A quick search on the web reveals a rap version (using the version by Morydjeli Deen Kouyaté*), a version categorized under Papua New Guinea and a few more.
Here are two more versions: the first is by the Simandou Jazz de Beyla (broadcasted on April 3, 1986 by the RTG), the second is a superb instrumental version by the Horoya Band. It's from a cassette attributed to the 'Horiya Band', which appears to be an attempt by a few of Horoya's musicians to survive in the post-Syliphone era. It's one of my favorite non-Syliphone cassettes from Guinea, - so I have included the whole cassette.
*I'll come back to him in a later post
EDIT (March 4, 2010): extra link
6 comments:
Hello,
An other famous version is (other title but same song):
Les Ambassadeurs/Salif Keita : N'toman (1979)
http://rapidshare.com/files/150770983/N_Toman.mp3
I think you're right, it's a traditional tune?
I like this Horiya Band du guinea tape. Do you know the release year?
Thanks a lot.
Aduna
see also the Africando/S. Keita version in 2000:
http://rapidshare.com/files/150771457/04_Ntoman__feat._Salif_Keita_.mp3
I'm afraid I don't hear the resemblance between N'Toman and Nanfoule.

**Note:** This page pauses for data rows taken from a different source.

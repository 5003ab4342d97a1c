//! # Stock Ledger
//!
//! Per-(product, branch) stock levels plus the append-only movement log.
//!
//! ## Conditional Decrement
//! ```text
//! ┌─────────────────────────────────────────────────────────────────────────┐
//! │  Cart: product 7 × 2, product 8 × 1, product 7 × 3                      │
//! │       │                                                                 │
//! │       ▼  aggregate by product                                           │
//! │  { 7: 5, 8: 1 }                                                         │
//! │       │                                                                 │
//! │       ▼  per product, in id order                                       │
//! │  UPDATE inventory                                                       │
//! │     SET current_stock = current_stock - 5                               │
//! │   WHERE product_id = 7 AND branch_id = 1                                │
//! │     AND current_stock - reserved_stock >= 5                             │
//! │       │                                                                 │
//! │       ├── 1 row  → decremented                                          │
//! │       └── 0 rows → InsufficientStock, caller rolls the transaction back │
//! │       │                                                                 │
//! │       ▼                                                                 │
//! │  One OUT movement per cart line (quantity negative)                     │
//! └─────────────────────────────────────────────────────────────────────────┘
//! ```
//!
//! The check and the decrement are one statement, so two tills can never
//! both sell the last unit. The `CHECK (current_stock >= 0)` column
//! constraint backs it up.
//!
//! ## Lock Order
//! Every write path here starts with a write statement. The SQLite write
//! lock is held from the first statement to COMMIT, so read-then-write
//! races inside a transaction cannot happen.

use chrono::{DateTime, Utc};
use sqlx::{SqliteConnection, SqlitePool};
use std::collections::BTreeMap;
use tracing::{debug, info};
use uuid::Uuid;

use crate::error::{DbError, DbResult};
use tally_core::{
    CoreError, InventoryLevel, LowStockItem, MovementType, StockMovement, ValidationError,
};

const MOVEMENT_COLUMNS: &str = "id, product_id, branch_id, movement_type, quantity, \
     unit_cost_cents, reference, notes, sale_item_id, created_by, created_at";

/// One quantity to take from or return to a branch.
#[derive(Debug, Clone, PartialEq, Eq)]
pub struct StockLine {
    pub product_id: i64,
    pub quantity: i64,
    /// Sale item this line belongs to, for sale and refund movements.
    pub sale_item_id: Option<String>,
}

/// Repository for stock levels and movements.
#[derive(Debug, Clone)]
pub struct StockLedger {
    pool: SqlitePool,
}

Ethnomusicologist Eric Charry -by the way- writes that Nanfoule is a song protesting French colonial rule.
As to the release year of the cassette: it was bought in 1986.
It's quite the same melody, isn't it?
thanks for this, even without their fantastic horns, the horoya cassette is very nice.
this work of Horoya is fantastic!
many thanks.
Do you actually have the Balladins' Nanfoule 45? I would love to add it to the Balladins @ 45 Tours collection I posted awhile back. Any possibility of a post?